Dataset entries
• • •
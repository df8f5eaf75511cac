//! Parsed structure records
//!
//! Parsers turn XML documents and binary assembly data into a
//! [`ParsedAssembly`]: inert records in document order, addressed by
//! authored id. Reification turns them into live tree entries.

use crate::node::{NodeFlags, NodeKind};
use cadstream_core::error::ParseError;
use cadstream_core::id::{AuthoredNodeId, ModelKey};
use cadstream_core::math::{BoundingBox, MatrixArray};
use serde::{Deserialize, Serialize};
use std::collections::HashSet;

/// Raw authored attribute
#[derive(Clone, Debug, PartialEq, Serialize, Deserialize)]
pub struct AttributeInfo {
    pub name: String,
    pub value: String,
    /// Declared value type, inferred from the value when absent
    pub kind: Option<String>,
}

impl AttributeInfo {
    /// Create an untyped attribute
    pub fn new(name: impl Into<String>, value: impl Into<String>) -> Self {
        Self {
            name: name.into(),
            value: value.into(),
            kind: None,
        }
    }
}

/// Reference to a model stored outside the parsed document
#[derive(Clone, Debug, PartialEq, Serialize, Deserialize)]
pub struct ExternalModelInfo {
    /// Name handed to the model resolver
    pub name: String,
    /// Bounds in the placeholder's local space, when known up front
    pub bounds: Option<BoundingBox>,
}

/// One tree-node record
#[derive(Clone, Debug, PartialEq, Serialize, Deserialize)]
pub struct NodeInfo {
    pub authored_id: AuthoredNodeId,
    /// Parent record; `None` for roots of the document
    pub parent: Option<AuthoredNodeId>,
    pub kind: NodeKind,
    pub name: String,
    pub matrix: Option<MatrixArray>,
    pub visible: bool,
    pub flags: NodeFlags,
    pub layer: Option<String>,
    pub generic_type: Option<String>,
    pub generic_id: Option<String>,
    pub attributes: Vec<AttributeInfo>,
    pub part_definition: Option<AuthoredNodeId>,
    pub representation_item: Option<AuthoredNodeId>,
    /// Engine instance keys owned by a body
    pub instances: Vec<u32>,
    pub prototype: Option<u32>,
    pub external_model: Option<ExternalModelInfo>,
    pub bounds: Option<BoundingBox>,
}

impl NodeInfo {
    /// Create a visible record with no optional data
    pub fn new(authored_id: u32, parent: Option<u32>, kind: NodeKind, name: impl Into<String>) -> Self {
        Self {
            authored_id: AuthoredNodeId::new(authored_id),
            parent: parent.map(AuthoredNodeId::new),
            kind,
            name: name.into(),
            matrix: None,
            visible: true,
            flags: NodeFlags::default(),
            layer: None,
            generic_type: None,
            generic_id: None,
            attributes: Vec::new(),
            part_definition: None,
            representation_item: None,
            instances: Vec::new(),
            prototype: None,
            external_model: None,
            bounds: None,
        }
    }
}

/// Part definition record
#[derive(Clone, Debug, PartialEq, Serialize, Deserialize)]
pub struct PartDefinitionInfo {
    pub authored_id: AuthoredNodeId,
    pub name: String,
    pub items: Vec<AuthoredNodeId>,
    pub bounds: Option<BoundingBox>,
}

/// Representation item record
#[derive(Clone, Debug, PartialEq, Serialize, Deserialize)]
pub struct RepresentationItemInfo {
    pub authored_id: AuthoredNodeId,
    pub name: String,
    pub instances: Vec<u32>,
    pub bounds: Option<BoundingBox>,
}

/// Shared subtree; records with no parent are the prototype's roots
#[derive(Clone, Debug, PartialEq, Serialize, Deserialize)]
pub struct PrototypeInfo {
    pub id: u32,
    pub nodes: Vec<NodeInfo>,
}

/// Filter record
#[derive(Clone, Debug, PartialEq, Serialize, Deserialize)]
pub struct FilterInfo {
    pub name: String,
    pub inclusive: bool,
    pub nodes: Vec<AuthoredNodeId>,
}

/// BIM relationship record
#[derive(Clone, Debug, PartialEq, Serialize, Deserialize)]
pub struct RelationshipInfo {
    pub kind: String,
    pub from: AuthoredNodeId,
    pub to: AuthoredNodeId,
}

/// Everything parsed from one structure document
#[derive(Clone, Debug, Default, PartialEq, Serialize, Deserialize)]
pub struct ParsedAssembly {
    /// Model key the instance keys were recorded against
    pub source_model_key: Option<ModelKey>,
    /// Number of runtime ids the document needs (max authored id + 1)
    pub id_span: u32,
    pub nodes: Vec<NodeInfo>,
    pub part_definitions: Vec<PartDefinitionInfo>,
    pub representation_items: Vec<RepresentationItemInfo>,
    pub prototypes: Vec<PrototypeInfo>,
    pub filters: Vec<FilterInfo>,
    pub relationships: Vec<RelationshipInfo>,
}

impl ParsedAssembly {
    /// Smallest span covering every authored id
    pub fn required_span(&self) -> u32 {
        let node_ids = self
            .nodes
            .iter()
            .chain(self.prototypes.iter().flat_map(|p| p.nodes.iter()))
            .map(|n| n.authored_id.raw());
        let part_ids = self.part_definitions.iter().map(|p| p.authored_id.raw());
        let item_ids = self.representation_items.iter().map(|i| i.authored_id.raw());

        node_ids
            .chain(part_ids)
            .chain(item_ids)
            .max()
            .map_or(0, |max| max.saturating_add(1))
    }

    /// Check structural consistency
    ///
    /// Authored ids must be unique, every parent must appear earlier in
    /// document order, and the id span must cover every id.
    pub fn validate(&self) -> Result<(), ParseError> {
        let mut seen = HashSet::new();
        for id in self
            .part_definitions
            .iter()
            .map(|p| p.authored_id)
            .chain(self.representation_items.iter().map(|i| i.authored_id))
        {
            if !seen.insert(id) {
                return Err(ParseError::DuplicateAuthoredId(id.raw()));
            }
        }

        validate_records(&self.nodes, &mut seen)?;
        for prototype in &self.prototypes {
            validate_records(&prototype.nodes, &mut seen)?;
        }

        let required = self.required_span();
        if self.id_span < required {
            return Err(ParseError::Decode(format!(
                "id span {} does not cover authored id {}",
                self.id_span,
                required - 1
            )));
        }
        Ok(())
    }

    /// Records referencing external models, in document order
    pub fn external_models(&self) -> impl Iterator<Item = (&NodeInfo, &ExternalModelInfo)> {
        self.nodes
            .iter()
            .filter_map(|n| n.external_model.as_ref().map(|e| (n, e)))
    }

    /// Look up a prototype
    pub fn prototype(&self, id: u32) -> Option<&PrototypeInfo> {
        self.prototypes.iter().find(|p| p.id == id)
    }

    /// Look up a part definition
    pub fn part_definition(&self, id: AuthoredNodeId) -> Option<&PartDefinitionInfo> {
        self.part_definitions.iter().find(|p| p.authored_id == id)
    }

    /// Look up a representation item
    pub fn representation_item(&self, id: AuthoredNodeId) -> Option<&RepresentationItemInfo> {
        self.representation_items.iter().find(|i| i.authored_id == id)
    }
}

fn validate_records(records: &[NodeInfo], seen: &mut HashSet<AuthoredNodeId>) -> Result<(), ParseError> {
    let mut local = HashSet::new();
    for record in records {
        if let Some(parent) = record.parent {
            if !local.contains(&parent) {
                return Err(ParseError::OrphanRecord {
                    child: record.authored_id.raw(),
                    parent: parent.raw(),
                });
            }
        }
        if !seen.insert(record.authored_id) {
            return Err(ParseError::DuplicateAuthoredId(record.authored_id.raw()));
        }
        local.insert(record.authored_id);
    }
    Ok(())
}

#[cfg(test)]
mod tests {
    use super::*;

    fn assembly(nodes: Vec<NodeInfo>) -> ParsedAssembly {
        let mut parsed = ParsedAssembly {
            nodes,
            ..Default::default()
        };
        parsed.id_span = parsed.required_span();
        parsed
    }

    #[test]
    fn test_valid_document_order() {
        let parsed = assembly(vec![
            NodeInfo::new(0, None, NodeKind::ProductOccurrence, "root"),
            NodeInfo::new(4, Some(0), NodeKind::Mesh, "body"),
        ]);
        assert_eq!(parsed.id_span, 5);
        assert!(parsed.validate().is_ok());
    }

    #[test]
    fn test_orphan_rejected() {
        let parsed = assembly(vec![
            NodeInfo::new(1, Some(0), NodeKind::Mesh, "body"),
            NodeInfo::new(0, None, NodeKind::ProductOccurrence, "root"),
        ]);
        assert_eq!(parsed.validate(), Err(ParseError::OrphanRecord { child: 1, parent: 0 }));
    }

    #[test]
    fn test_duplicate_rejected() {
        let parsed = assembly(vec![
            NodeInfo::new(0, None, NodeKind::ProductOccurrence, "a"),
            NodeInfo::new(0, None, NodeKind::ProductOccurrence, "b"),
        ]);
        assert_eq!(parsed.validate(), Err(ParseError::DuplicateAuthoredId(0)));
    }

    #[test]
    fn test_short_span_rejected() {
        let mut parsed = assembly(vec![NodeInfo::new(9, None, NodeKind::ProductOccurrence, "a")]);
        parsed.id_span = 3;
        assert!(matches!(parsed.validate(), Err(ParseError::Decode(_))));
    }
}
• • •
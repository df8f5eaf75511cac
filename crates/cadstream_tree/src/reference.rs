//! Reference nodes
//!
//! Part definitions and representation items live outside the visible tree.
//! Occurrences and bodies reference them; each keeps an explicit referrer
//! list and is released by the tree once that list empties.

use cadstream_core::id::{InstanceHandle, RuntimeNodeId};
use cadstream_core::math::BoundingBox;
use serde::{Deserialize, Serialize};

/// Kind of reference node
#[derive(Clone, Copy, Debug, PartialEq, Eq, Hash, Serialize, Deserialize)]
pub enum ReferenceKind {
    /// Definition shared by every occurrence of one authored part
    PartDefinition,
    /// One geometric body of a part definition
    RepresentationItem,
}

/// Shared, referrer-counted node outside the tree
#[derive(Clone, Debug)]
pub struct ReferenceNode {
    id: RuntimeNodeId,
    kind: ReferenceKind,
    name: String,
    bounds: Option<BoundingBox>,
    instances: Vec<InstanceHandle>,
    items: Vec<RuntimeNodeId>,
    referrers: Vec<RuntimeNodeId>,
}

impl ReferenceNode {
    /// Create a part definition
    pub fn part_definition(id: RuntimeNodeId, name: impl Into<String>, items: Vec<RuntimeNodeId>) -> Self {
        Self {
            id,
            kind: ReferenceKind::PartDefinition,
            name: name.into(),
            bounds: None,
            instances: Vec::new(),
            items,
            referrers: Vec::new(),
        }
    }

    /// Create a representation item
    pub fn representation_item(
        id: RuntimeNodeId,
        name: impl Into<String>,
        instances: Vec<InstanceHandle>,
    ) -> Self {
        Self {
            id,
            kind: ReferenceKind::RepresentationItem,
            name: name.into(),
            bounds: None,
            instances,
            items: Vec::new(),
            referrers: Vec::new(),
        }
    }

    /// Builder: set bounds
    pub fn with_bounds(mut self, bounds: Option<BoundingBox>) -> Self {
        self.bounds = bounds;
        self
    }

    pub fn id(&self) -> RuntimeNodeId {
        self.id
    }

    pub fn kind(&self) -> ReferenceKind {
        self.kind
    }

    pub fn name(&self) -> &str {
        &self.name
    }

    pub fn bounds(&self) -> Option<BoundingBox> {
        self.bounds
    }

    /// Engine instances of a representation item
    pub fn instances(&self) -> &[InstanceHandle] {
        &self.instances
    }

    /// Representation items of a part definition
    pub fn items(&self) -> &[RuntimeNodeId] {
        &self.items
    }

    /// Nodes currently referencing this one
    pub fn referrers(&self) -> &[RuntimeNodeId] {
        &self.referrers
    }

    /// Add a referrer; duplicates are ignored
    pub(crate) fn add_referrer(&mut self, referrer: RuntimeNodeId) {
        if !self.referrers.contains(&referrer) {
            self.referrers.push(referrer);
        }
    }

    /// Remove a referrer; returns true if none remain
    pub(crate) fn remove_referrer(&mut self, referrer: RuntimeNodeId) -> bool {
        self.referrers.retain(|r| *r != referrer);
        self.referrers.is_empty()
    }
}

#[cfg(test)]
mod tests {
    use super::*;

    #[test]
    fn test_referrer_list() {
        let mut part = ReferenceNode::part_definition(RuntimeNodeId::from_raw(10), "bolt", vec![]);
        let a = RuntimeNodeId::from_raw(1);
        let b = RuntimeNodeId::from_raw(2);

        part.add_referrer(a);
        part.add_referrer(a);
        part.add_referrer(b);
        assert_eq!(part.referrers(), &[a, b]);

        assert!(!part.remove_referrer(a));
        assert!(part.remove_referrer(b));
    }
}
• • •
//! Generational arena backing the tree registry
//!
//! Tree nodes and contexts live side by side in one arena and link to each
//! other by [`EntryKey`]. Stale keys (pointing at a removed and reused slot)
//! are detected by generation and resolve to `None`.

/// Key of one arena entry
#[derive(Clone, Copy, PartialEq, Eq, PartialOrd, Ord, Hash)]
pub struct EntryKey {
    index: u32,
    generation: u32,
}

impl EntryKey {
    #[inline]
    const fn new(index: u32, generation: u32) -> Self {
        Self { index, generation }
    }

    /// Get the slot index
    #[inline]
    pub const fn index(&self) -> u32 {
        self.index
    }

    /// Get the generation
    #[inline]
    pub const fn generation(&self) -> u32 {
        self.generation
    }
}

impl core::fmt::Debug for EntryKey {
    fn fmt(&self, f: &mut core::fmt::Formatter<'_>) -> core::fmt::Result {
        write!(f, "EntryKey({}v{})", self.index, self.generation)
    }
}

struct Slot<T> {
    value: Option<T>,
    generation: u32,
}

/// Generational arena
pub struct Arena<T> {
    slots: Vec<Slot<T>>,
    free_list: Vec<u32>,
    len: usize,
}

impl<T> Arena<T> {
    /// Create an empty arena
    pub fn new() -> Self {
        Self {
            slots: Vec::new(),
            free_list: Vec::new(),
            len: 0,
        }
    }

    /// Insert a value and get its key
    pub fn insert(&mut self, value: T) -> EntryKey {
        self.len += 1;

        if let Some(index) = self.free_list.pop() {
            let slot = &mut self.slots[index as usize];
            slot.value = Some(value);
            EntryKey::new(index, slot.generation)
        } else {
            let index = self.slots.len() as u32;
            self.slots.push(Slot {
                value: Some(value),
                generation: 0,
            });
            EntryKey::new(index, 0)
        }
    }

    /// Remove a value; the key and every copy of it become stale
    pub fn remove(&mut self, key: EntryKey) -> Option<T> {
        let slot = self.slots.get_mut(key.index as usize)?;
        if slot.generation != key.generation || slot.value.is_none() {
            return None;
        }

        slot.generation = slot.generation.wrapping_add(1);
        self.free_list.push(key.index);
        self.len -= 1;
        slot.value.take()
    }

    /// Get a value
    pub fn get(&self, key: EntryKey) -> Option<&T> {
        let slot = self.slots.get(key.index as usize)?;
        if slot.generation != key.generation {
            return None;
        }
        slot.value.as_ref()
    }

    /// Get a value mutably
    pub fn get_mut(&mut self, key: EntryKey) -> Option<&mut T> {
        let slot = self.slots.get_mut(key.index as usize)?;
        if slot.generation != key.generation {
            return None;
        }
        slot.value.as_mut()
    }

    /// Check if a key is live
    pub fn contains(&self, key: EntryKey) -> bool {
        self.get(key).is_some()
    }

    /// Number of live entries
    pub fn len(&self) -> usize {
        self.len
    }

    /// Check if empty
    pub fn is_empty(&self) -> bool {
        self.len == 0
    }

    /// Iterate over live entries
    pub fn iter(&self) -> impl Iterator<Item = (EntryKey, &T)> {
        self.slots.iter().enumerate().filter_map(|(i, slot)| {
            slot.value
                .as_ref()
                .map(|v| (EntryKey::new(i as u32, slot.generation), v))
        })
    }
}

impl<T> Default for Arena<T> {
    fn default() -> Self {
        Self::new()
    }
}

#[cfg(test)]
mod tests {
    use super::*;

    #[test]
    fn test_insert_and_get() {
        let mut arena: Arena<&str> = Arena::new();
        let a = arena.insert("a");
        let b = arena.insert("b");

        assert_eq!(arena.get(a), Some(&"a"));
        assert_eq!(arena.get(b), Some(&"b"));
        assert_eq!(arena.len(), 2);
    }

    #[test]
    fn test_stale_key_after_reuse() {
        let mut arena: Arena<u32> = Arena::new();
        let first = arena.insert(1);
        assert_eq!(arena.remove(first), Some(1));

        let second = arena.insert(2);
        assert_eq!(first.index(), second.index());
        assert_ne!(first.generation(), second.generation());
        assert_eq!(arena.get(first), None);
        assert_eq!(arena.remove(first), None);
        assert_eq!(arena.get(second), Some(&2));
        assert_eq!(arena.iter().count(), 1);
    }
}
• • •
• _Activity_:
The required output is a copy of each line in the records where the string "const" occurs.

• _Answer below_:
    const fn new(index: u32, generation: u32) -> Self {
    pub const fn index(&self) -> u32 {
    pub const fn generation(&self) -> u32 {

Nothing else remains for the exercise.